The implication… is that failure is the result of shortcomings on the consultants’ part, and not a reflection upon the company’s business model
Rachel isn’t the only one who has faced problems. When asked if her friends have been successful selling Oriflame products or recruiting new members, she admits that none of them have, but insists it’s because they didn’t work hard enough, didn’t have the right attitude, or were “just not right for Oriflame”. Oriflame’s seminars heavily emphasise the need for hard work; Rachel recounts a session she attended where she was told that consultants were “lucky” to have access to the online training course (which they had paid for upon signing up) and that “you should spend all your time in front of your laptop studying until your hair falls out”. The implication, it seems, is that failure is the result of shortcomings on the consultants’ part, and not a reflection upon the company’s business model.
New Naratif visited the Oriflame head office in Medan on a Saturday. It was packed with members and the front lot was a sea of cars and motorbikes. The building houses a “Beauty Room” where members can try products and learn how to use them, a sales counter where they can buy makeup, and several back rooms used for seminars. On the day we visited, there was a free seminar for consultants on giving facials. The cashier counters, where sellers queue to pay for their new products and membership fees, were by far the busiest part of the whole enterprise.
When New Naratif asked to speak to an Oriflame representative, a customer service staff member said that the head of Oriflame Medan was out of town giving a seminar in Surabaya. He agreed to call and fix up an appointment in the next few days, only to send a text message saying that he would need to reschedule. Follow up calls, over several days, to try and confirm a meeting went unanswered.

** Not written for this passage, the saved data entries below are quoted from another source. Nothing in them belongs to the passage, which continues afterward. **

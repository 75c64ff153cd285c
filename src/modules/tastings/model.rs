use chrono::{DateTime, Utc};
use serde::{Deserialize, Serialize};
use uuid::Uuid;
use validator::Validate;

#[derive(Debug, Clone, PartialEq, Serialize, Deserialize)]
pub struct Tasting {
    pub id: Uuid,
    pub author_id: String,
    pub dish: String,
    pub venue: Option<String>,
    pub rating: u8,
    pub notes: Option<String>,
    pub created_at: DateTime<Utc>,
}

#[derive(Debug, Clone, Deserialize, Validate)]
pub struct NewTasting {
    #[validate(length(min = 1, max = 120, message = "dish must be between 1 and 120 characters"))]
    pub dish: String,
    #[validate(length(max = 120))]
    pub venue: Option<String>,
    #[validate(range(min = 1, max = 5, message = "rating must be between 1 and 5"))]
    pub rating: u8,
    #[validate(length(max = 2000, message = "notes must be at most 2000 characters"))]
    pub notes: Option<String>,
}

#[derive(Debug, Serialize, Deserialize)]
pub struct TastingStats {
    pub total: usize,
    pub authors: usize,
    pub average_rating: Option<f64>,
}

Multi-level marketing: a good opportunity?
For women in developing countries with limited opportunities, multi-level marketing schemes like Oriflame’s seem like a path to success and a better life; a way to achieve financial well-being while also fulfilling responsibilities at home. Endorsements from success stories like Vonita add to the allure. Efforts to contact and interview Vonita went unanswered even while she continued to be active uploading Oriflame promotional videos on to her Facebook page.
Serious doubts remain over whether such schemes really empower and benefit their participants. Large amounts of money—sometimes beyond the means of the women who sign up—are required up front, with meagre financial return. Based on the figures put forward by Rachel, Oriflame sellers only earn a small profit on their sales even if they move huge quantities of product every month, and constant recruitment is simply not feasible as a sustainable way of raising one’s salary.

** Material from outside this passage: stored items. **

mod common;

use std::collections::HashSet;

use axum::Router;
use axum::body::Body;
use axum::extract::MatchedPath;
use axum::http::{Request, StatusCode};
use http_body_util::BodyExt;
use tastelog::middleware::context::current_request_id;
use tastelog::middleware::dispatcher::{MethodMap, create_handler};
use tastelog::middleware::pipeline::Pipeline;
use tastelog::router::{init_router, with_dispatch};
use tastelog::state::AppState;
use tastelog_core::{AppError, Reply};
use tokio::task::JoinSet;

use common::{bearer, body_json, get, header, send, test_state};

async fn broken() -> Result<Reply<()>, AppError> {
    Err(AppError::internal(anyhow::anyhow!(
        "connection refused to db-primary:5432"
    )))
}

async fn explode() -> Reply<()> {
    panic!("kaboom")
}

async fn whoami() -> String {
    tokio::task::yield_now().await;
    current_request_id()
}

fn test_app(state: AppState) -> Router {
    let authenticated = Pipeline::new(&state).auth();
    let routes = Router::new()
        .route("/broken", create_handler(MethodMap::new().route(axum::routing::get(broken))))
        .route(
            "/broken-authenticated",
            create_handler(MethodMap::new().route(authenticated.get(broken))),
        )
        .route("/explode", create_handler(MethodMap::new().route(axum::routing::get(explode))))
        .route("/whoami", create_handler(MethodMap::new().route(axum::routing::get(whoami))));
    with_dispatch(routes, state)
}

#[tokio::test]
async fn test_unknown_path_is_not_found_envelope() {
    let (state, sink) = test_state();
    let app = init_router(state);

    let response = send(&app, get("/api/nope")).await;

    assert_eq!(response.status(), StatusCode::NOT_FOUND);
    assert!(header(&response, "x-request-id").is_some());
    let body = body_json(response).await;
    assert_eq!(body["success"], false);
    assert_eq!(body["error"]["code"], "NOT_FOUND");
    assert!(sink.is_empty());
}

#[tokio::test]
async fn test_responses_carry_route_template_not_raw_path() {
    let (state, _) = test_state();
    let app = init_router(state);

    for _ in 0..3 {
        let uri = format!("/api/tastings/{}", uuid::Uuid::new_v4());
        let response = send(&app, get(&uri)).await;
        assert_eq!(response.status(), StatusCode::NOT_FOUND);
        assert_eq!(
            response.extensions().get::<MatchedPath>().map(MatchedPath::as_str),
            Some("/api/tastings/{id}")
        );
    }

    let response = send(&app, get("/wp-admin/setup.php")).await;
    assert!(response.extensions().get::<MatchedPath>().is_none());
}

#[tokio::test]
async fn test_unmapped_method_skips_guards() {
    let (state, _) = test_state();
    let app = init_router(state);

    let request = Request::builder()
        .method("PUT")
        .uri("/api/tastings")
        .body(Body::empty())
        .unwrap();
    let response = send(&app, request).await;

    assert_eq!(response.status(), StatusCode::METHOD_NOT_ALLOWED);
    assert!(header(&response, "x-ratelimit-limit").is_none());
    assert!(header(&response, "x-request-id").is_some());
    assert_eq!(body_json(response).await["error"]["code"], "METHOD_NOT_ALLOWED");
}

#[tokio::test]
async fn test_internal_error_is_reported_once_and_hidden() {
    let (state, sink) = test_state();
    let app = test_app(state);

    let response = send(&app, get("/broken")).await;

    assert_eq!(response.status(), StatusCode::INTERNAL_SERVER_ERROR);
    let request_id = header(&response, "x-request-id").unwrap().to_string();
    let body = body_json(response).await;
    assert_eq!(body["error"]["code"], "INTERNAL_ERROR");
    assert_eq!(body["error"]["message"], "An unexpected error occurred");
    assert!(!body.to_string().contains("db-primary"));

    let reports = sink.reports();
    assert_eq!(reports.len(), 1);
    assert_eq!(reports[0].error, "InternalError");
    assert!(reports[0].message.contains("db-primary"));
    assert_eq!(reports[0].context.request_id, request_id);
    assert_eq!(reports[0].context.user_id, None);
    assert_eq!(reports[0].context.extra["method"], "GET");
    assert_eq!(reports[0].context.extra["path"], "/broken");
}

#[tokio::test]
async fn test_report_carries_authenticated_user() {
    let (state, sink) = test_state();
    let authorization = bearer(&state, "user-9");
    let app = test_app(state);

    let request = Request::builder()
        .uri("/broken-authenticated")
        .header("authorization", authorization)
        .body(Body::empty())
        .unwrap();
    let response = send(&app, request).await;

    assert_eq!(response.status(), StatusCode::INTERNAL_SERVER_ERROR);
    let reports = sink.reports();
    assert_eq!(reports.len(), 1);
    assert_eq!(reports[0].context.user_id.as_deref(), Some("user-9"));
}

#[tokio::test]
async fn test_panic_becomes_generic_failure() {
    let (state, sink) = test_state();
    let app = test_app(state);

    let response = send(&app, get("/explode")).await;

    assert_eq!(response.status(), StatusCode::INTERNAL_SERVER_ERROR);
    let request_id = header(&response, "x-request-id").unwrap().to_string();
    let body = body_json(response).await;
    assert_eq!(body["error"]["code"], "INTERNAL_ERROR");
    assert!(!body.to_string().contains("kaboom"));

    let reports = sink.reports();
    assert_eq!(reports.len(), 1);
    assert_eq!(reports[0].error, "Panic");
    assert_eq!(reports[0].message, "kaboom");
    assert_eq!(reports[0].context.request_id, request_id);

    // The server keeps serving after a panic.
    assert_eq!(send(&app, get("/whoami")).await.status(), StatusCode::OK);
}

#[tokio::test]
async fn test_request_ids_are_unique() {
    let (state, _) = test_state();
    let app = init_router(state);

    let mut seen = HashSet::new();
    for _ in 0..20 {
        let response = send(&app, get("/api/health")).await;
        let id = header(&response, "x-request-id").unwrap().to_string();
        assert_ne!(id, "unset");
        assert!(seen.insert(id));
    }
}

#[tokio::test(flavor = "multi_thread", worker_threads = 4)]
async fn test_concurrent_requests_keep_their_own_context() {
    let (state, _) = test_state();
    let app = test_app(state);

    let mut tasks = JoinSet::new();
    for _ in 0..32 {
        let app = app.clone();
        tasks.spawn(async move {
            let response = send(&app, get("/whoami")).await;
            let header_id = header(&response, "x-request-id").unwrap().to_string();
            let bytes = response.into_body().collect().await.unwrap().to_bytes();
            (header_id, String::from_utf8(bytes.to_vec()).unwrap())
        });
    }

    let mut seen = HashSet::new();
    while let Some(result) = tasks.join_next().await {
        let (header_id, observed_id) = result.unwrap();
        assert_eq!(header_id, observed_id);
        assert!(seen.insert(header_id));
    }
    assert_eq!(seen.len(), 32);
}

#[test]
fn test_request_id_outside_a_request_is_sentinel() {
    assert_eq!(current_request_id(), "unset");
}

“MLM makes even gambling look like a safe bet in comparison”
In fact, studies suggest that almost no one makes any money out of a multi-level marketing scheme; a scathing report published on the US Federal Trade Commission’s website stated: “Failure and loss rates for MLMs are not comparable with legitimate small businesses, which have been found to be profitable for 39% over the lifetime of the business; whereas less than 1% of MLM participants profit. MLM makes even gambling look like a safe bet in comparison.” The companies themselves might do well, though; in 2016 Oriflame’s gross profit totalled EUR882.9 million, or almost USD1.1 billion.

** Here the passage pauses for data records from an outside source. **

//! # Tastelog Rate Limit
//!
//! Fixed-window counter stores behind one interface, [`RateLimitStore`]:
//!
//! - [`LocalStore`]: in-process map with a periodic sweep
//! - [`RestStore`]: HTTP-fronted Redis, one atomic script per increment
//! - [`RedisStore`]: direct Redis connection running the same script
//!
//! [`build_store`] picks one at startup from [`RateLimitConfig`](tastelog_config::RateLimitConfig).
//!
//! # Example
//!
//! ```ignore
//! use tastelog_config::{DeploymentMode, RateLimitConfig, STRICT};
//! use tastelog_ratelimit::{Identity, build_store, rate_limit_key};
//!
//! let store = build_store(&RateLimitConfig::from_env(), DeploymentMode::Single).await;
//! let key = rate_limit_key("tastelog", &STRICT.name, &Identity::Ip("203.0.113.9".into()));
//! let inc = store.increment(&key, STRICT.window).await?;
//! ```

pub mod factory;
pub mod keys;
pub mod memory;
pub mod redis;
pub mod rest;
pub mod store;

pub use factory::build_store;
pub use keys::{Identity, rate_limit_key};
pub use memory::LocalStore;
pub use crate::redis::RedisStore;
pub use rest::RestStore;
pub use store::{Increment, RateLimitStore, StoreError};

Rachel can no longer afford the IDR900,000 a month required to be an active member of Oriflame. She’s been working on another plan: building a new business selling clothes online. It’s work that she enjoys, and she says it’s going well. But she’s still not ready to give up on Oriflame’s promise.
“I’m just trying to make my clothing business successful so I can save as much money as possible,” she says. “Then I can use the money to go back to Oriflame.”
*Name changed to protect her identity.
If you enjoyed this article and would like to join our movement to create space for research, conversation, and action in Southeast Asia, please join New Naratif as a member—it’s just US$52/year (US$1/week)!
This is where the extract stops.